Melanie Woodin, the dean of the Faculty of Arts & Science, U of T’s largest faculty, expanded the portfolio of vice-dean, faculty and academic life to include equity and is taking steps to promote more women into leadership roles (photo by Frost Williamson-Dickies)
Melanie Woodin is another senior leader at U of T who is looking at ways to ensure that women don’t encounter barriers to advancement at the university. The dean of the Faculty of Arts & Science – U of T’s biggest faculty – she oversees a group of over 900 faculty and almost as many staff.
Woodin says the faculty follows best practices to ensure a deep pool of candidates. But she is also taking steps to address the cumulative inequalities that might narrow the candidate pool and present barriers to women’s representation.
“We’ve significantly increased the hiring of women into assistant professor positions, but they are still underrepresented as full professors” she says. “So, what’s slowing their rate of promotion to full professor?
“Often, there are a series of relatively small challenges that add up.”
For example, she cites research showing that women in academia often aren’t assessed fairly for the work they do. “Women conduct a disproportionate amount of service, including service that is not formally recognized such as informal mentorship,” Woodin says. “That work is often really time consuming, but doesn’t factor into promotion decisions.”
One of her first acts as dean was to expand the portfolio of vice-dean, faculty and academic life to include equity, a position held by Alexie Tcheuyap. Under Woodin’s direction, the faculty is also looking at its internal processes for assessing faculty contributions and promoting females into leadership roles.
“One issue we’re looking at is: What sort of culture change do we have to make to ensure all faculty have the opportunity to be recognized as potential leaders,” Woodin says, adding that when vacancies appear in important academic positions, the faculty makes an extended list of qualified candidates – regardless of whether they have put their own names forward.

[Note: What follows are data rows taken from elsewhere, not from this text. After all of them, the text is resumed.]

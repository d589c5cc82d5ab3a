//! Heightfield terrain: padded per-leaf rasters, the fetch/stitch passes
//! that keep them seamless across resolution boundaries, and point/ray
//! queries against the stitched result.

pub mod buffer;
pub mod fetch;
pub mod query;
pub mod stitch;

pub use buffer::{HeightfieldBuffer, HEIGHT_BORDER, HEIGHT_EXTENSION, SHARED_EDGE};
pub use fetch::fetch_into;
pub use query::{first_ray_heightfield_intersection, heightfield_height};
pub use stitch::{build_buffers, update_buffers, DirtyRegion};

“We don’t rely solely on nominations because they [generally bring forward] those who look like a historical representation of previous leaders,” she says.
“When you start to broaden your definition of leadership, the results are incredible.”
For Hisama, who also begins her term as dean of the Faculty of Music on July 1, U of T’s commitment to equity and diversity didn’t just pique her interest; it was one of the reasons she applied for the job.
“In the candidate brief and in discussions with the search committee, I could tell diversity, equity and inclusion were front and centre,” she says.
At Columbia, Hisama founded a workshop for female high school students to learn to produce and record music with the university’s faculty and alumni. As the humanities representative on the Faculty of Arts and Sciences’ committee on equity and diversity at Columbia, she also helped call attention to women and BIPOC faculty’s concerns and, more recently, raised awareness around racism faced by Asian-Americans after COVID-19 by organizing a public panel titled “A New ‘Yellow Peril?’”: A Conversation about Anti-Asian Racism.
When she arrives in Toronto, Hisama says she’s looking forward to listening to the concerns of faculty and continuing to work toward equity, diversity and inclusion. She’s also enthusiastic to take her seat at the table as part of U of T’s growing cadre of women leaders.
“Historically there have been so few women and BIPOC in these roles,” she says. “I think it’s really exciting that U of T is striving to be a leader in this.”